Tumbleweeds24 · 29/01/2018 00:03

Had to start a new thread here. I posted in aibu in December as I was 36 weeks pregnant and my partner was spending Xmas at his exes.

I suspected foul play and finally found out today that they slept together on Christmas day, she's now pregnant. He's been lying to us both for months and when I went to speak to his ex in person he's done a runner saying nobody will ever see him again and turned his phone off. He's also fucked me over in not paying the rent.
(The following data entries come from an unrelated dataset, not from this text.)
//! AST node contract for the phz resolution core.
//!
//! The parser lives outside this workspace. What it hands over is a tree of
//! [`Node`]s, each with a closed [`NodeKind`], a kind-dependent `flags`
//! bitfield, a source line, and an ordered list of optional children. A child
//! is either another node or a scalar leaf (string, integer, float).
//!
//! The contract is `serde`-(de)serializable so a parser running in another
//! process can ship trees as JSON.

pub mod flags;
pub mod node;

pub use flags::{ModifierFlags, modifier_flags, name_flags, type_flags};
pub use node::{Child, Node, NodeKind};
Currently cradling my 2 week old son wondering wtf I'm going to do.

OP posts:
Worldsworstcook · 03/02/2018 17:13

And yes he is watching rugby!

OP you seem so much stronger now since your first post. The initial rage and betrayal has subsided and you are able to see more clearly now. Listen to your rocking tunes, nuzzle the most important male in your life and consider all the wonders of your DS your scumbag DP will miss in the coming years.

Lndnmummy · 03/02/2018 17:15

I hope you and your little have a lovely weekend all drama free. You have come such a long way in a short space of time. You should be very proud of yourself ❤️

StepAwayFromGoogle · 03/02/2018 19:06

I am so angry on your behalf, OP, she is a piece of work. And in hindsight I'm so glad you sent her that spiteful text from your ex. Serves her right. She took a punt on getting pregnant winning him back and it has massively backfired. I hope they both f*ck off and leave you and your lovely son alone now. Hugs.

Tumbleweeds24 · 03/02/2018 19:16

Thank you ladies, i appreciate the support

I'm doing okay today, absolutely shattered due to little man having not slept much but each day that passes I feel a little better. A little less overwhelmed.

He called me this morning, I didn't answer. I text him saying if you're calling about your dad coming to get your stuff then text me the time, if not then leave me be.

He didn't text back, so he was clearly going to harp on about everything other than his stuff. I'm not prepared to listen to it yet, I need the headspace.

Still no regrets sending her his spiteful messages. I hope she's feeling as crap as I did the first few days :-)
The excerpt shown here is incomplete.